━━ Material for this exercise
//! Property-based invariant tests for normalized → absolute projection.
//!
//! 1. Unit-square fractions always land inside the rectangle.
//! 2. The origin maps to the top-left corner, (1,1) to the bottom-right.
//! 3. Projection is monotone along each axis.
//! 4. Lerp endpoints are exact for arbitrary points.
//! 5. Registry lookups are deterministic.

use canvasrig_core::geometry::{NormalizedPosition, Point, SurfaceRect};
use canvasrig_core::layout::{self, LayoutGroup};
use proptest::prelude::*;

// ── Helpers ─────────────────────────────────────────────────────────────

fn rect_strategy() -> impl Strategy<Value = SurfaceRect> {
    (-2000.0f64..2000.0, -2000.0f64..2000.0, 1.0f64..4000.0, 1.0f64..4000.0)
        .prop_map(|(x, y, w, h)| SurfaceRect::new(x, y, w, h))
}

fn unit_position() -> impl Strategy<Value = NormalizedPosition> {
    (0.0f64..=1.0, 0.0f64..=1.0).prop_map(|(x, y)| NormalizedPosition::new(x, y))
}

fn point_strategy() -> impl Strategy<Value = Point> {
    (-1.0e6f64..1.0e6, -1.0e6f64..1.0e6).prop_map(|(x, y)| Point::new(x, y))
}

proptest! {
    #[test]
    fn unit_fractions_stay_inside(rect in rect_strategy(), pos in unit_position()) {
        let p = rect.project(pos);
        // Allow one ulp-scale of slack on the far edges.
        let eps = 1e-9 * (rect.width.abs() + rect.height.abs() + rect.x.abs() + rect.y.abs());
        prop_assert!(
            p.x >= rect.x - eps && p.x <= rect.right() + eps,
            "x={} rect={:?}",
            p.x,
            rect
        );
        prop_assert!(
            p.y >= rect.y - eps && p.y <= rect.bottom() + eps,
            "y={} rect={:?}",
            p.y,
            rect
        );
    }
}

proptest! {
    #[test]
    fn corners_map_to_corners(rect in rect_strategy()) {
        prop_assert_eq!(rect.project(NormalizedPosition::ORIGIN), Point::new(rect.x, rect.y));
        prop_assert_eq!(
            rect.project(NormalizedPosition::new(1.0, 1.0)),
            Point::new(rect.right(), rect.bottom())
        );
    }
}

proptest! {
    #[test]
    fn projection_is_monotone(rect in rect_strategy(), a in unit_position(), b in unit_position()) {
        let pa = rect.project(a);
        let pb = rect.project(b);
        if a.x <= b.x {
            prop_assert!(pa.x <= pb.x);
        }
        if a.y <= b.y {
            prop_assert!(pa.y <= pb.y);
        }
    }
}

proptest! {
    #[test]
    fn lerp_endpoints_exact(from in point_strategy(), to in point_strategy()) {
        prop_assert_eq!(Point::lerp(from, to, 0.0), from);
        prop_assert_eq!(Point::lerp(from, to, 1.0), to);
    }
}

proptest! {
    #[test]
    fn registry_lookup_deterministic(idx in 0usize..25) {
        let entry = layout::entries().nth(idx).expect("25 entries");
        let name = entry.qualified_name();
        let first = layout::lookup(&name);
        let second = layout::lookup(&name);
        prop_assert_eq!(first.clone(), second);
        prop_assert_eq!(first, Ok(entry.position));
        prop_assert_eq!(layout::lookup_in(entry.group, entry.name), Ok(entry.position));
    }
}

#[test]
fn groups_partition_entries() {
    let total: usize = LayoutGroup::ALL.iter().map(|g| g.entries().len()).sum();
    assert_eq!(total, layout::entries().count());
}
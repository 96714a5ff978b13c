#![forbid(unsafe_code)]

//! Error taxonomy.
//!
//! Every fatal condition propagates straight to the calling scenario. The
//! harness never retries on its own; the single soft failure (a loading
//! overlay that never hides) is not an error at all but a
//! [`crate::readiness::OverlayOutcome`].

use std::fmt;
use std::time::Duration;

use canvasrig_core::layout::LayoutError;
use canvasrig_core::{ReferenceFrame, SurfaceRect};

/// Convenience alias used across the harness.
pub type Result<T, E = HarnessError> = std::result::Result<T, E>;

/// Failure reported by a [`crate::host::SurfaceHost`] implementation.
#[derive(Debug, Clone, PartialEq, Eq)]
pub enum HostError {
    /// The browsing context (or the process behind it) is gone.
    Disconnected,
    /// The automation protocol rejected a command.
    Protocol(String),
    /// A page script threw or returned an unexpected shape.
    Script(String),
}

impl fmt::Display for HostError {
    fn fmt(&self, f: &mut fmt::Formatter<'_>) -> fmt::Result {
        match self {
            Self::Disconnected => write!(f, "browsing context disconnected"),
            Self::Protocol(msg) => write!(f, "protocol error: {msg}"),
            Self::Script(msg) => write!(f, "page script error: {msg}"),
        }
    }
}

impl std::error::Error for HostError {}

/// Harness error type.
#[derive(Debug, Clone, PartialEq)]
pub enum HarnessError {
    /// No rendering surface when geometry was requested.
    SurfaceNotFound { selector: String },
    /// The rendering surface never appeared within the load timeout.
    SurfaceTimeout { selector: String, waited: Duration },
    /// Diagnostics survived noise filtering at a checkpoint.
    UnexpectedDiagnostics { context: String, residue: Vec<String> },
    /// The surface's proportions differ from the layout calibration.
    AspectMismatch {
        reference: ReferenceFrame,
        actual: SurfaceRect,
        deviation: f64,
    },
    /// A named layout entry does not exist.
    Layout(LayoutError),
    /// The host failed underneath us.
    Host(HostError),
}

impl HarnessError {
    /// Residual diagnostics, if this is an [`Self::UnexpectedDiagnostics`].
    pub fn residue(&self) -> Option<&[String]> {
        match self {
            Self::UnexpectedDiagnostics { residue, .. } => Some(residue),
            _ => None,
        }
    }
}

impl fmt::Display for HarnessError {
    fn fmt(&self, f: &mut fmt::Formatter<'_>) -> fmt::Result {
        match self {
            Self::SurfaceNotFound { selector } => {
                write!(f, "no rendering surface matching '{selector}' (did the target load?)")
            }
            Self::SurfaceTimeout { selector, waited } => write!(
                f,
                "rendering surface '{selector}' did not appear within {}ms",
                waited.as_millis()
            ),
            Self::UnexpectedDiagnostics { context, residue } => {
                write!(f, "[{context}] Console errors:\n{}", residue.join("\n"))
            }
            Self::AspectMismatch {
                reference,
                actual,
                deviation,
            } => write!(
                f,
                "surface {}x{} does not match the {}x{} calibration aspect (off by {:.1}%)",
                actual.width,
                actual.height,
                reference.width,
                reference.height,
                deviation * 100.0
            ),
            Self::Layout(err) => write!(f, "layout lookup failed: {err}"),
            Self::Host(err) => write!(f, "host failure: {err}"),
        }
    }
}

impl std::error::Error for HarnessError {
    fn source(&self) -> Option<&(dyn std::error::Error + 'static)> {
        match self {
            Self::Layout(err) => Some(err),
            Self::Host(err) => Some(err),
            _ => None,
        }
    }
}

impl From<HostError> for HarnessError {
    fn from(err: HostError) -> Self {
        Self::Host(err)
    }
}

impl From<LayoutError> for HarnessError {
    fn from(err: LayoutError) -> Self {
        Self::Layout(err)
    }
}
━━━━
━━ Material for this exercise
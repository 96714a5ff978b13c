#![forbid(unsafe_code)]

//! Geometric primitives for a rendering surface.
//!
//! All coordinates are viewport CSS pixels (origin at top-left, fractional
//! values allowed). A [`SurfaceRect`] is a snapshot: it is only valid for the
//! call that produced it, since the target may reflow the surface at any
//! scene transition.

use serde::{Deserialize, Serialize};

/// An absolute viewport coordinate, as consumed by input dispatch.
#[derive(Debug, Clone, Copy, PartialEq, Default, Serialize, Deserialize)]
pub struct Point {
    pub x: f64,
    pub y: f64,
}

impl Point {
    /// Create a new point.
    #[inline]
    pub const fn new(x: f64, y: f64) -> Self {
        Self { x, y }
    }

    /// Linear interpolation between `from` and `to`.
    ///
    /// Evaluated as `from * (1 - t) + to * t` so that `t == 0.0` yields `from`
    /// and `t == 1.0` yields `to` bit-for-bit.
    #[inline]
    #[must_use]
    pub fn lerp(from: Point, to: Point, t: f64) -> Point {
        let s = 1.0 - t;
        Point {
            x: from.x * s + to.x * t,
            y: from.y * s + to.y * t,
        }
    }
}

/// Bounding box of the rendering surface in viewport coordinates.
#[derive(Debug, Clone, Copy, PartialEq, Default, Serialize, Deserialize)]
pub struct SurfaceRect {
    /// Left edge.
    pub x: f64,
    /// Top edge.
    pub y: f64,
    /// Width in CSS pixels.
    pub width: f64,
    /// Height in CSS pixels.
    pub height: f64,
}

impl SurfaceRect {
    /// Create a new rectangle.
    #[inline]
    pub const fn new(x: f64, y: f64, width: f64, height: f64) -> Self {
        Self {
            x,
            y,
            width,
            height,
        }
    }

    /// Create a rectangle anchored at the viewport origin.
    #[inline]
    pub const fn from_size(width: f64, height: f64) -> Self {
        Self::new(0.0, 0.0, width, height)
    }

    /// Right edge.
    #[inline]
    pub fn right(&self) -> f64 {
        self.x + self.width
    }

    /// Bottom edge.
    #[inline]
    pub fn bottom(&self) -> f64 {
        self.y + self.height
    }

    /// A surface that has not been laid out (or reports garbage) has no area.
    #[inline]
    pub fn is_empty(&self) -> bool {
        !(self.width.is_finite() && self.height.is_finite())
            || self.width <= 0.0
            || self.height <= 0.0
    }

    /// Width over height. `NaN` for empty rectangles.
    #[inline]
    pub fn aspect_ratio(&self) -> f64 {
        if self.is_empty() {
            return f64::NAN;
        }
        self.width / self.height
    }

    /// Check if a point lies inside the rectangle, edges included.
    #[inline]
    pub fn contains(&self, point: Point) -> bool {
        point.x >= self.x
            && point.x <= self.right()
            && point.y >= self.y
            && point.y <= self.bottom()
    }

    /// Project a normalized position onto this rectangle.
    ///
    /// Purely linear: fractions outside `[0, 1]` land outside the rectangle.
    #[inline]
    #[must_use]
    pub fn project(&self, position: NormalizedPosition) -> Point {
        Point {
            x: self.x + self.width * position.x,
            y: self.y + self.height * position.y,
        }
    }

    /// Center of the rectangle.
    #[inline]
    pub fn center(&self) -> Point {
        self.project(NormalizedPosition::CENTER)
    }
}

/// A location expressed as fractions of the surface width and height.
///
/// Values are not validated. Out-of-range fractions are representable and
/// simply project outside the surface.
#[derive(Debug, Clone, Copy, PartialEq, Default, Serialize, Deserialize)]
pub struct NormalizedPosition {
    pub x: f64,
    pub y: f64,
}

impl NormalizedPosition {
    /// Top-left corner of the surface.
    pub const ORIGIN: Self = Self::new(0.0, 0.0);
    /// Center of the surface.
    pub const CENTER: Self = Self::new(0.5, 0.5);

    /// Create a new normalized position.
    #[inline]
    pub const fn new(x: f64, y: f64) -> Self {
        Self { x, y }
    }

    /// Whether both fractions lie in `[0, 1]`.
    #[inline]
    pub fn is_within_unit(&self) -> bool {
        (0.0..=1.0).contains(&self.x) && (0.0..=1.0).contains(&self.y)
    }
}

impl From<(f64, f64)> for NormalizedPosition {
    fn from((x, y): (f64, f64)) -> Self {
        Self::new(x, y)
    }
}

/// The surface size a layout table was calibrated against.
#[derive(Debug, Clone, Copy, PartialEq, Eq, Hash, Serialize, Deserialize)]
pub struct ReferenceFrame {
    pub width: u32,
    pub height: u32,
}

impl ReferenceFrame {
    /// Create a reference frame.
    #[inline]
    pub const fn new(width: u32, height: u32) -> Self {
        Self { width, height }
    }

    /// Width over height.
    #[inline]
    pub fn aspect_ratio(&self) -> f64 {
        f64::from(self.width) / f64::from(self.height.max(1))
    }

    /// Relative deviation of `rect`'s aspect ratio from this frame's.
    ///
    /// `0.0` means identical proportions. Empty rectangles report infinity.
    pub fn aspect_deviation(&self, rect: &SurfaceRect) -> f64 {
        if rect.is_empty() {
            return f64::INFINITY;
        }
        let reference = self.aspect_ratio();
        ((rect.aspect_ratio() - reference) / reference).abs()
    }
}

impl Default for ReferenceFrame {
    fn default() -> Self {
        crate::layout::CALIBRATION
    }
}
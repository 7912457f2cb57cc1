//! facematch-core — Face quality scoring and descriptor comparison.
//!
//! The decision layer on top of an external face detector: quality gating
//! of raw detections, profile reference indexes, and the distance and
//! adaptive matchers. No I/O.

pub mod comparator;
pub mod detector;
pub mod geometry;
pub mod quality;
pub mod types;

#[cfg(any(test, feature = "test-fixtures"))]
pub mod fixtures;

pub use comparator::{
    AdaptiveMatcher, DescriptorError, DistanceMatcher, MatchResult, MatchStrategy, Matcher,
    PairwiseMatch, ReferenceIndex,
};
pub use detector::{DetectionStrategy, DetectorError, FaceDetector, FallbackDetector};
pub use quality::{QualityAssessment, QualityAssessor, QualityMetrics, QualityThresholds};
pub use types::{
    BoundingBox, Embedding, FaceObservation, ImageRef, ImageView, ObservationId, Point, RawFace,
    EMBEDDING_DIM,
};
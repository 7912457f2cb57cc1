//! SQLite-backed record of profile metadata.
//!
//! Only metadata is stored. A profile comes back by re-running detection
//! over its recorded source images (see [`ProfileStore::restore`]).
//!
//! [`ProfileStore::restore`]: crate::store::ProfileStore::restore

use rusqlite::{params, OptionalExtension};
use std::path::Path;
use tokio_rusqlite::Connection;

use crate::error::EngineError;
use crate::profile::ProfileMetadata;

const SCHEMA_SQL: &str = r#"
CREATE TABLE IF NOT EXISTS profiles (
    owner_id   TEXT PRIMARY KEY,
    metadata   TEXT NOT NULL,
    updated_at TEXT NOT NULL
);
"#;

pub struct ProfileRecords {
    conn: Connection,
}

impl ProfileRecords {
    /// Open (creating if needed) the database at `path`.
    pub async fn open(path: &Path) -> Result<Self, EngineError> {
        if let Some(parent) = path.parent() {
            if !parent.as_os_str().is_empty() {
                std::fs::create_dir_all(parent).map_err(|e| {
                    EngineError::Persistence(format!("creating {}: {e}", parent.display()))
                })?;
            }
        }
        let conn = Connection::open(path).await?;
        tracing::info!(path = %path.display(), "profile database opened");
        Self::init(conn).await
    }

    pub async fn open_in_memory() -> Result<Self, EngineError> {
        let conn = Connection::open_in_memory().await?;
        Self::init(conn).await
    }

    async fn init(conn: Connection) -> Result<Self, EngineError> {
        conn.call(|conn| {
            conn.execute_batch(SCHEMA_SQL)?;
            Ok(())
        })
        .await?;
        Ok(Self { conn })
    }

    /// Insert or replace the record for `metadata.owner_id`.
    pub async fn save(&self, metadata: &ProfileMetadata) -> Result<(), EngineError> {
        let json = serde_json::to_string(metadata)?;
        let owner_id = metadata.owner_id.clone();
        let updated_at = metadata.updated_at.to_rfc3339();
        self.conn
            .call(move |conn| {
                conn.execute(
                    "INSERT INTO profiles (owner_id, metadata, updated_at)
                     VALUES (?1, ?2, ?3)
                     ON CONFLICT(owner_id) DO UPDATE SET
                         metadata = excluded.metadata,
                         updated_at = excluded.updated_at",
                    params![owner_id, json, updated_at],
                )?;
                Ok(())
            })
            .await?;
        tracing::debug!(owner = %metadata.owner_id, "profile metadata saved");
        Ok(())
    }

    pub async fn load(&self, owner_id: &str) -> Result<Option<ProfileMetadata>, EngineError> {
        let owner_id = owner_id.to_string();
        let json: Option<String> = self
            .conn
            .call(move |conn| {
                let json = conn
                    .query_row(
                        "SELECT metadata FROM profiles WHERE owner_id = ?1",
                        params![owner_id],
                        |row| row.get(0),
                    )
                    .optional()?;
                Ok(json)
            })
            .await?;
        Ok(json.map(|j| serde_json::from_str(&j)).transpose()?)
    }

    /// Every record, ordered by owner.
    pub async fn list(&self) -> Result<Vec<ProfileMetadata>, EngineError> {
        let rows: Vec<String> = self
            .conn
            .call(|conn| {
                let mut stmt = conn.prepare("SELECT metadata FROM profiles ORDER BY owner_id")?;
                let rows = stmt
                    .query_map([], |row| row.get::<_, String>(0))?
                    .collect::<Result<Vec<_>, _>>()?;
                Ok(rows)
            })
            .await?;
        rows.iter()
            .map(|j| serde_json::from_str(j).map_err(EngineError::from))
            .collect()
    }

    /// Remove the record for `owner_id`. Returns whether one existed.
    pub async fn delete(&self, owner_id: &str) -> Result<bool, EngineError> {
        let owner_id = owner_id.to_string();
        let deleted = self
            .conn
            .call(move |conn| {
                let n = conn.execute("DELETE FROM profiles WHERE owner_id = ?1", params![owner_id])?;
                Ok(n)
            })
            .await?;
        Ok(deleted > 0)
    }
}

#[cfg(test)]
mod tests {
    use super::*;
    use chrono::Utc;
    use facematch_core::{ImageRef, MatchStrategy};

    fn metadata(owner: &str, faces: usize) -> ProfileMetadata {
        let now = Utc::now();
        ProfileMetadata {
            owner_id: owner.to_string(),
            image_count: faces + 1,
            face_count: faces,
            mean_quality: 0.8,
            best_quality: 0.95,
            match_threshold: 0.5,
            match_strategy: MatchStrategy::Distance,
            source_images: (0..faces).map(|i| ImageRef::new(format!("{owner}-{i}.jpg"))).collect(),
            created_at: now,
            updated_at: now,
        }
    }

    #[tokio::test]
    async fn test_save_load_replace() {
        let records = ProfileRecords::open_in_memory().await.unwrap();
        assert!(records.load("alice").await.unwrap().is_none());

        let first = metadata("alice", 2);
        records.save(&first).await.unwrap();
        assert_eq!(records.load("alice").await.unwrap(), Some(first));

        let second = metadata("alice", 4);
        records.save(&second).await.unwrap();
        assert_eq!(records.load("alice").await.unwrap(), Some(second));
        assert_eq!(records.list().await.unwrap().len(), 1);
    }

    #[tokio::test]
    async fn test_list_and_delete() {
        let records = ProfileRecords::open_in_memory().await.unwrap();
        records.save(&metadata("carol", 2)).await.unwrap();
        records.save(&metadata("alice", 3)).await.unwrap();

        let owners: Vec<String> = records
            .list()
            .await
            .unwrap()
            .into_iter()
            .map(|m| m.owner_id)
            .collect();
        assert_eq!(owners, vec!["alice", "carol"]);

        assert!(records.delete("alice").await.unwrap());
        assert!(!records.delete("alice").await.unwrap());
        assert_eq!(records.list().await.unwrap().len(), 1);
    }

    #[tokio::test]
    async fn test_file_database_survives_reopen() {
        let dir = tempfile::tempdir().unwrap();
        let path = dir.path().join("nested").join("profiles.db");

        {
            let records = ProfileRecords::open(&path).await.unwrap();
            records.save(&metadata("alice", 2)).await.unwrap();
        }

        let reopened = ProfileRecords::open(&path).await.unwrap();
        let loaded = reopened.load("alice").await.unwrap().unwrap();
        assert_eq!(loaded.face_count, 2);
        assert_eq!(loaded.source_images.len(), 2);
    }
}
━━━━
* Directions for this task:
Return the number of lines in the records holding the string "page", without any other words.

* Result of this exercise:
2